To fill the thousand-year gap, my granddaughter was assigned William Manchester’s 1992 book, A World Lit Only by Fire, as summer reading. This notorious work, written as recreation by a journalist who actually boasts that he read no primary sources, peddles the stereotype that for a thousand years, “nothing of real consequence had either improved or declined. … No startling new ideas had appeared, no new territories outside Europe had been exploited. Everything was as it had been for as long as the oldest European could remember.” (Note the covert praise of colonialism.) Medieval stagnation continues until, with a heraldic blast of the trumpet, the Renaissance begins: “The mighty storm was swiftly approaching, but Europeans were not only unaware of it; they were convinced that such a phenomenon could not exist. Shackled in ignorance, disciplined by fear, and sheathed in superstition, they trudged into the sixteenth century in the clumsy, hunched, pigeon-toed gait of rickets victims, their vacant faces, pocked by smallpox, turned blindly toward the future they thought they knew-gullible, pitiful innocents who were about to be swept up in the most powerful, incomprehensible, irresistible vortex since Alaric had led his Visigoths and Huns [sic] across the Alps, fallen on Rome, and extinguished the lamps of learning a thousand years before.”
Of course my husband and I protested this egregious assignment to the school board. That’s how we learned that the Manchester book is, or at any rate was, on a list of texts recommended by the national AP Development Committee. This is an arm of the College Board, with close ties to the Educational Testing Service (ETS) in Princeton. Its guidelines state explicitly that the European History course begins in 1450. Clearly, some intervention by medievalists is needed!

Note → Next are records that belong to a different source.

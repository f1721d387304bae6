#![forbid(unsafe_code)]

use serde::{Serialize, Serializer};
use std::collections::VecDeque;

/// Append-only sequence that keeps only the newest `capacity` entries.
#[derive(Debug, Clone, PartialEq)]
pub struct CappedLog<T> {
    entries: VecDeque<T>,
    capacity: usize,
}

impl<T> CappedLog<T> {
    pub fn new(capacity: usize) -> Self {
        Self {
            entries: VecDeque::with_capacity(capacity.min(1024)),
            capacity,
        }
    }

    /// Build a log from entries in insertion order, dropping the oldest ones
    /// that do not fit.
    pub fn from_entries(entries: impl IntoIterator<Item = T>, capacity: usize) -> Self {
        let mut log = Self::new(capacity);
        for entry in entries {
            log.push(entry);
        }
        log
    }

    pub fn push(&mut self, entry: T) {
        self.entries.push_back(entry);
        while self.entries.len() > self.capacity {
            self.entries.pop_front();
        }
    }

    pub fn len(&self) -> usize {
        self.entries.len()
    }

    pub fn is_empty(&self) -> bool {
        self.entries.is_empty()
    }

    pub fn capacity(&self) -> usize {
        self.capacity
    }

    /// Entries oldest first.
    pub fn iter(&self) -> impl DoubleEndedIterator<Item = &T> + ExactSizeIterator {
        self.entries.iter()
    }

    /// The newest `count` entries, newest first.
    pub fn latest(&self, count: usize) -> impl Iterator<Item = &T> {
        self.entries.iter().rev().take(count)
    }
}

impl<T: Serialize> Serialize for CappedLog<T> {
    fn serialize<S: Serializer>(&self, serializer: S) -> Result<S::Ok, S::Error> {
        serializer.collect_seq(&self.entries)
    }
}

#[cfg(test)]
mod tests {
    use super::*;
    use proptest::prelude::*;

    #[test]
    fn latest_is_newest_first() {
        let log = CappedLog::from_entries(1..=5, 10);
        let latest: Vec<_> = log.latest(3).copied().collect();
        assert_eq!(latest, vec![5, 4, 3]);
    }

    proptest! {
        #[test]
        fn keeps_the_most_recent_capacity_entries(
            capacity in 1usize..64,
            values in prop::collection::vec(any::<u32>(), 0..256),
        ) {
            let mut log = CappedLog::new(capacity);
            for value in &values {
                log.push(*value);
            }

            let kept: Vec<u32> = log.iter().copied().collect();
            let skip = values.len().saturating_sub(capacity);
            prop_assert_eq!(log.len(), values.len().min(capacity));
            prop_assert_eq!(kept, values[skip..].to_vec());
        }
    }
}
use crate::host::DiskUsage;
use std::path::Path;

/// Percentage of `used` over `total`, zero when `total` is zero.
///
/// ```
/// # use probe::utils::percent;
/// assert_eq!(percent(1, 4), 25.0);
/// assert_eq!(percent(5, 0), 0.0);
/// ```
#[inline]
pub fn percent(used: u64, total: u64) -> f64 {
    if total == 0 {
        0.0
    } else {
        used as f64 / total as f64 * 100.0
    }
}

/// Pick the filesystem reported as "the disk": the one mounted at `/`, or
/// the largest one when there is no root mount (e.g. on Windows).
pub fn select_root_disk(disks: &[DiskUsage]) -> Option<&DiskUsage> {
    disks
        .iter()
        .find(|disk| disk.mount_point == Path::new("/"))
        .or_else(|| disks.iter().max_by_key(|disk| disk.total))
}

/// Check that a service name can be handed to `systemctl` as a unit name.
///
/// Names must not look like an option and may only contain the characters
/// systemd allows in unit names.
///
/// ```
/// # use probe::utils::is_valid_unit_name;
/// assert!(is_valid_unit_name("nginx"));
/// assert!(is_valid_unit_name("getty@tty1.service"));
/// assert!(!is_valid_unit_name("--now"));
/// assert!(!is_valid_unit_name("a b"));
/// ```
#[inline]
pub fn is_valid_unit_name(name: &str) -> bool {
    !name.is_empty()
        && name.len() <= 256
        && !name.starts_with('-')
        && name
            .chars()
            .all(|c| c.is_ascii_alphanumeric() || matches!(c, ':' | '-' | '_' | '.' | '@' | '\\'))
}
#![forbid(unsafe_code)]

pub mod clock;
pub mod commands;
pub mod domain;
pub mod engine;
pub mod error;
pub mod evaluator;
pub mod persistence;
pub mod platform;
pub mod rate;
pub mod summary;
pub mod transport;

pub use clock::{Clock, ManualClock, SystemClock};
pub use commands::Command;
pub use engine::{ControlEvent, MonitorEngine, Services};
pub use error::Error;
pub use evaluator::ThresholdEvaluator;
pub use persistence::{
    JsonFileRepository, MemoryRepository, NoopRepository, RollingStore, StateRepository,
};
pub use platform::{Platform, SystemPlatform};
pub use rate::{NetworkRates, RateTracker, Throughput};
pub use transport::{StatusReport, StatusTarget, Transport};
#![forbid(unsafe_code)]

use crate::domain::{Snapshot, timestamp};
use chrono::{DateTime, Utc};
use config::MetricKind;
use serde::{Deserialize, Serialize};

#[derive(Debug, Clone, PartialEq, Serialize, Deserialize)]
pub struct AlertRecord {
    #[serde(with = "timestamp")]
    pub timestamp: DateTime<Utc>,
    #[serde(rename = "type")]
    pub kind: MetricKind,
    pub message: String,
    pub value: f64,
}

impl AlertRecord {
    /// Build the alert raised for `kind` by `snapshot`.
    pub fn exceeded(kind: MetricKind, snapshot: &Snapshot) -> Self {
        let value = snapshot.value(kind);
        let message = match kind {
            MetricKind::Cpu => format!("CPU usage is high: {value:.1}%"),
            MetricKind::Memory => format!("Memory usage is high: {value:.1}%"),
            MetricKind::Disk => format!("Disk usage is high: {value:.1}%"),
            MetricKind::Temperature => format!("CPU temperature is high: {value:.1}°C"),
        };
        Self {
            timestamp: snapshot.timestamp,
            kind,
            message,
            value,
        }
    }
}

#[derive(Debug, Clone, PartialEq, Eq, Serialize, Deserialize)]
pub struct AuditRecord {
    #[serde(with = "timestamp")]
    pub timestamp: DateTime<Utc>,
    #[serde(rename = "user")]
    pub actor: String,
    pub command: String,
    pub success: bool,
}

#[derive(Debug, Clone, Copy, PartialEq, Serialize, Deserialize)]
pub struct HistoryEntry {
    #[serde(with = "timestamp")]
    pub timestamp: DateTime<Utc>,
    pub stats: HistoryStats,
}

#[derive(Debug, Clone, Copy, PartialEq, Serialize, Deserialize, Default)]
#[serde(default)]
pub struct HistoryStats {
    pub cpu: f64,
    pub memory: f64,
    pub disk: f64,
    pub temperature: f64,
}

impl From<&Snapshot> for HistoryEntry {
    fn from(snapshot: &Snapshot) -> Self {
        Self {
            timestamp: snapshot.timestamp,
            stats: HistoryStats {
                cpu: snapshot.cpu_percent,
                memory: snapshot.memory_percent,
                disk: snapshot.disk_percent,
                temperature: snapshot.temperature_celsius,
            },
        }
    }
}

#[cfg(test)]
mod tests {
    use super::*;
    use chrono::TimeZone;

    #[test]
    fn alert_uses_wire_field_names() {
        let snapshot = Snapshot {
            temperature_celsius: 81.34,
            ..Snapshot::zeroed(Utc.with_ymd_and_hms(2024, 5, 1, 12, 0, 0).unwrap())
        };
        let alert = AlertRecord::exceeded(MetricKind::Temperature, &snapshot);
        assert_eq!(alert.message, "CPU temperature is high: 81.3°C");

        let json = serde_json::to_value(&alert).unwrap();
        assert_eq!(json["type"], "temperature");
        assert_eq!(json["timestamp"], "2024-05-01T12:00:00.000000Z");
        assert_eq!(json["value"], 81.34);
    }

    #[test]
    fn history_entry_reads_legacy_layout() {
        let entry: HistoryEntry = serde_json::from_str(
            r#"{"timestamp": "2024-05-01T12:00:00.5", "stats": {"cpu": 12.5, "memory": 40, "disk": 70.1, "temperature": 0}}"#,
        )
        .unwrap();
        assert_eq!(entry.stats.cpu, 12.5);
        assert_eq!(entry.stats.memory, 40.0);
    }
}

While it may be difficult to infiltrate the AP curriculum because of state and national standards, it’s worth a try. We may have more leeway with curricula in English, as well as Honors History, which is not bound so tightly to the Common Core standards. Needless to say, private and charter schools also afford more liberty for curricular innovation than public ones.
In conjunction with TEAMS and CARA, the Academy has now formed a Committee on K-12 Outreach to pursue a variety of issues. Its members are:
- Tom Burman (Chair) (University of Tennessee at Knoxville), CARA committee
- Kara Crawford (Bishop’s School, La Jolla), TEAMS curricular award winner
- Tom Goodmann (University of Miami), TEAMS board member
- Anne Lester (University of Colorado at Boulder), CARA committee chair
- Beth Morrison (J. Paul Getty Museum), MAA Councillor
- Anita Obermeier (University of New Mexico), president of TEAMS
- Barbara Newman (Northwestern University), President of the Medieval Academy of America, ex officio
- Lisa Fagin Davis (Medieval Academy of America), ex officio
We held an initial, highly productive meeting at Kalamazoo, which led to several action items. First, our annual meeting in Boston next year will begin with a pre-session for high school teachers, coordinated by Anita Obermeier on behalf of TEAMS. The session will take place late Wednesday afternoon (24 Feb. 2016), and discounted registration will be offered to any K-12 teachers who want to attend the annual meeting itself. This session-and similar ones in the future-may draw higher attendance if we can arrange for local public school teachers to receive professional development credit for participating. Kara Crawford, who is on the program committee for the New Chaucer Society’s London meeting (June 10-15, 2016), will look into secondary school outreach at that biennial extravaganza.
The National Council of Teachers of English, a huge organization that includes teachers at primary, secondary, and collegiate levels, meets annually in November. Tom Burman will investigate the possibility of a Medieval Academy presentation at its meeting this year in Minneapolis. Finally, Tom Goodmann has volunteered to see how members of the Academy might engage with ETS itself and seek to have an impact on AP and Common Core standards.
TEAMS already offers three prizes for curricular innovation at the K-8, secondary, and collegiate levels. Their “Once and Future Classroom” website (www.teamsmedieval.org/ofc/) offers ample resources to promote the teaching of the Middle Ages in grades K-12. The Academy itself could do more to bring these superb materials to the attention of our own members, as well as primary and secondary teachers who are unaware of them.